● **Directions for this task**: Using the records that appear below, write out exactly the lines from the one with "pub struct AuditSide" through the one with "pub fn from_ratio(ratio: f64)", keeping both end lines.

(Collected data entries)
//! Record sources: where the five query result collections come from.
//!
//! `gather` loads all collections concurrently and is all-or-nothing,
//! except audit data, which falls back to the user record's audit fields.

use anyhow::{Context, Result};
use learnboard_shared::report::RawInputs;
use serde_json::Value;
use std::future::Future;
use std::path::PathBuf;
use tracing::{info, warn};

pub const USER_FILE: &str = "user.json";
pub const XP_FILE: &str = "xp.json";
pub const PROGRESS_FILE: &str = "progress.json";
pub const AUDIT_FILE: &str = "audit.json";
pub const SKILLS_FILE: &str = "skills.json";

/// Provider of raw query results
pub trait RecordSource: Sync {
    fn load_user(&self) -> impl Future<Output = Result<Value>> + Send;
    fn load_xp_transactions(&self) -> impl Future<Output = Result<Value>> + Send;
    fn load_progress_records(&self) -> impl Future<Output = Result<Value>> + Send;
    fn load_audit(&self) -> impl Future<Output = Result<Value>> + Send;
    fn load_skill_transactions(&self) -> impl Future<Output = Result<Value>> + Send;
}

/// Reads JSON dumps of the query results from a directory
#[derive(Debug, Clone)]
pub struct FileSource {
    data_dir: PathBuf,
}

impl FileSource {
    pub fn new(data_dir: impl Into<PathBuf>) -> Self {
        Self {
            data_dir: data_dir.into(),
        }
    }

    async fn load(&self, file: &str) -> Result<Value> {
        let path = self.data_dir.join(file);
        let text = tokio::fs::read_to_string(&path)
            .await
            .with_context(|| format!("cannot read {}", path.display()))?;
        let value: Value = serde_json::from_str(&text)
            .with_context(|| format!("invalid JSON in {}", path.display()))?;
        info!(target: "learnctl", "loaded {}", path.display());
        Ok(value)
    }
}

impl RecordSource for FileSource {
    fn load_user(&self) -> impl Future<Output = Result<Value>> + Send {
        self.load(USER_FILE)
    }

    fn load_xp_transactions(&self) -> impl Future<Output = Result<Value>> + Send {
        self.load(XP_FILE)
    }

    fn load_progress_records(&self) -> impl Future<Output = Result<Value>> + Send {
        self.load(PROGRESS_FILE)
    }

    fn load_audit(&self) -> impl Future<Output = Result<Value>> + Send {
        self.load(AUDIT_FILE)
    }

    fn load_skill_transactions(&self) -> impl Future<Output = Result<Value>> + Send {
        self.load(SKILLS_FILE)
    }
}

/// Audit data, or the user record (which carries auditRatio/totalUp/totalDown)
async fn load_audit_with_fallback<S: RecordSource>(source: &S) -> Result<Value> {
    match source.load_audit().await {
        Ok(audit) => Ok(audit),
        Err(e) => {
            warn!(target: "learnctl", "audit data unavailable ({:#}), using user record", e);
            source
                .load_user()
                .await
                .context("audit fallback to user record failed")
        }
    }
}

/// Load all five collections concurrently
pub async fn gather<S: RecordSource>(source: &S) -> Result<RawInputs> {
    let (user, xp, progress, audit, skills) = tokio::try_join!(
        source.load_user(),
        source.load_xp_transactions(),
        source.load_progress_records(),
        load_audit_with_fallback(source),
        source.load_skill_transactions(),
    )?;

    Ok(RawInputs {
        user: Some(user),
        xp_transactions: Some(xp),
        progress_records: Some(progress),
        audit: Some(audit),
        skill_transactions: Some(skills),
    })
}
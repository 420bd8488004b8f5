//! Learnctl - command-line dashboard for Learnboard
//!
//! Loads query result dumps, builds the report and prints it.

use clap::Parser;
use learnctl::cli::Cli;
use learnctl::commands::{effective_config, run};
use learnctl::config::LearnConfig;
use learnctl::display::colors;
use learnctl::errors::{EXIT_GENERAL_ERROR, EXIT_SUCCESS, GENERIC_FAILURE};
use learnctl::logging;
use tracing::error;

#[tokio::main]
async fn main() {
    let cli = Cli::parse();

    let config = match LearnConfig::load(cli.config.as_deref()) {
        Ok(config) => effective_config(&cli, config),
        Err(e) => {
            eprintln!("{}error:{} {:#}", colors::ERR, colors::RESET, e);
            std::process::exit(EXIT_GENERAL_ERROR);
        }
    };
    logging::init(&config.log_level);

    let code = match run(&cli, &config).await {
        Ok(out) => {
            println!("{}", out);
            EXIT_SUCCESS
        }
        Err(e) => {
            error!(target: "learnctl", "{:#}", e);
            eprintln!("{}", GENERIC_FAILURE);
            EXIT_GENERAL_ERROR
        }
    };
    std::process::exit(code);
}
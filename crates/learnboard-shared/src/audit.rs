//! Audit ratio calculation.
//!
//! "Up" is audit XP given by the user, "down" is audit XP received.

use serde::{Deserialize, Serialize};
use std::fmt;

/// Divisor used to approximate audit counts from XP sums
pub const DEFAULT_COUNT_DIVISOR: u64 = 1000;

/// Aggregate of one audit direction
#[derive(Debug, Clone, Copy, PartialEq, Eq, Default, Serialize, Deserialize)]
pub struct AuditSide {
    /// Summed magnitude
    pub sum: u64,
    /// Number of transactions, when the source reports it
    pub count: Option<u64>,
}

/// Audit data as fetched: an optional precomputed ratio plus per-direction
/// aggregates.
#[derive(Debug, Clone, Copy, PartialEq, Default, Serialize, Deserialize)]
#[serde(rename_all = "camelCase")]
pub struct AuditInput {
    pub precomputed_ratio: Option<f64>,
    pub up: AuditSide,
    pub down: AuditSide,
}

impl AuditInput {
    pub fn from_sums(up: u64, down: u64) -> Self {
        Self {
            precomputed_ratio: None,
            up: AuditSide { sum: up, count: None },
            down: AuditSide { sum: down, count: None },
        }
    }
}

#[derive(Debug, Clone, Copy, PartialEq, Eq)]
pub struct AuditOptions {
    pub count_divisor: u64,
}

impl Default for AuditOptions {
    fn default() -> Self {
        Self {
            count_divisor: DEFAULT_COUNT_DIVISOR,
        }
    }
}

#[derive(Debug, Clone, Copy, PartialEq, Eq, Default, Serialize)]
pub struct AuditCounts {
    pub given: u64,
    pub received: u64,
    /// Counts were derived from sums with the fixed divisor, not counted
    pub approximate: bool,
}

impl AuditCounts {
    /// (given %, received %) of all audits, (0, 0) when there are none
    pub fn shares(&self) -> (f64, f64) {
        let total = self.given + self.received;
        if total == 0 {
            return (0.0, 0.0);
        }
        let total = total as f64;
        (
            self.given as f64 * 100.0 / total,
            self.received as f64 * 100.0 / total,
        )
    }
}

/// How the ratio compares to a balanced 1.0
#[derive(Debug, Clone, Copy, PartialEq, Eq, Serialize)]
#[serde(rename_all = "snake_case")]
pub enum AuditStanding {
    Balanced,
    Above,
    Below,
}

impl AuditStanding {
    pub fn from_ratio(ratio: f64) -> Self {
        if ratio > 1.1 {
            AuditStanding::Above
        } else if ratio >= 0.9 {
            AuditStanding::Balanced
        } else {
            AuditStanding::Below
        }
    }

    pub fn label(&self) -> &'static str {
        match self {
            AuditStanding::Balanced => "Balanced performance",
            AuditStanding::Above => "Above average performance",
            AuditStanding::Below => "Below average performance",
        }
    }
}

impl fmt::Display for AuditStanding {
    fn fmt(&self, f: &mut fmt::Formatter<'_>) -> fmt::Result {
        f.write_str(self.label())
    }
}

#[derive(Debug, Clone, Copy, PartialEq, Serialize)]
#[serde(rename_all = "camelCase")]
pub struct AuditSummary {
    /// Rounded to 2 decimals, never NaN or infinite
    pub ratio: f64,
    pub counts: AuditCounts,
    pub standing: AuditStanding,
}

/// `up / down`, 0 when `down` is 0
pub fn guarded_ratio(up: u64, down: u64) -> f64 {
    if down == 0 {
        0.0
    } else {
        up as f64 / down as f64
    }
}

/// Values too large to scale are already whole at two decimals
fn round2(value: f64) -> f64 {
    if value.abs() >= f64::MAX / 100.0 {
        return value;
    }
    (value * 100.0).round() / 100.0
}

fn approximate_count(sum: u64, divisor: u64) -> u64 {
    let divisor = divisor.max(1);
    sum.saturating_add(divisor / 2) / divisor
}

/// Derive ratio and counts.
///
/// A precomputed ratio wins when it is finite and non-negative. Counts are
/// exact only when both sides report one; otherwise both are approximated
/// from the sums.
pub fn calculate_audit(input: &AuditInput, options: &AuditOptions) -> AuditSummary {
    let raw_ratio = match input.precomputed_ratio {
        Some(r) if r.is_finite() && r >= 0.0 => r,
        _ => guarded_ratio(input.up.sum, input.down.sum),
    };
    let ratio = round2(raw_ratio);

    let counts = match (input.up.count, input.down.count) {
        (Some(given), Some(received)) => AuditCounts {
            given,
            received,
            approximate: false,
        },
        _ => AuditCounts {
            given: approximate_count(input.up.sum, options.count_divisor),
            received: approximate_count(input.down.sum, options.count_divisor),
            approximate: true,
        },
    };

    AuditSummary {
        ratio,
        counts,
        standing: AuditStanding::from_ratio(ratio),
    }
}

● **Final answer**:
pub struct AuditSide {
    /// Summed magnitude
    pub sum: u64,
    /// Number of transactions, when the source reports it
    pub count: Option<u64>,
}

/// Audit data as fetched: an optional precomputed ratio plus per-direction
/// aggregates.
#[derive(Debug, Clone, Copy, PartialEq, Default, Serialize, Deserialize)]
#[serde(rename_all = "camelCase")]
pub struct AuditInput {
    pub precomputed_ratio: Option<f64>,
    pub up: AuditSide,
    pub down: AuditSide,
}

impl AuditInput {
    pub fn from_sums(up: u64, down: u64) -> Self {
        Self {
            precomputed_ratio: None,
            up: AuditSide { sum: up, count: None },
            down: AuditSide { sum: down, count: None },
        }
    }
}

#[derive(Debug, Clone, Copy, PartialEq, Eq)]
pub struct AuditOptions {
    pub count_divisor: u64,
}

impl Default for AuditOptions {
    fn default() -> Self {
        Self {
            count_divisor: DEFAULT_COUNT_DIVISOR,
        }
    }
}

#[derive(Debug, Clone, Copy, PartialEq, Eq, Default, Serialize)]
pub struct AuditCounts {
    pub given: u64,
    pub received: u64,
    /// Counts were derived from sums with the fixed divisor, not counted
    pub approximate: bool,
}

impl AuditCounts {
    /// (given %, received %) of all audits, (0, 0) when there are none
    pub fn shares(&self) -> (f64, f64) {
        let total = self.given + self.received;
        if total == 0 {
            return (0.0, 0.0);
        }
        let total = total as f64;
        (
            self.given as f64 * 100.0 / total,
            self.received as f64 * 100.0 / total,
        )
    }
}

/// How the ratio compares to a balanced 1.0
#[derive(Debug, Clone, Copy, PartialEq, Eq, Serialize)]
#[serde(rename_all = "snake_case")]
pub enum AuditStanding {
    Balanced,
    Above,
    Below,
}

impl AuditStanding {
    pub fn from_ratio(ratio: f64) -> Self {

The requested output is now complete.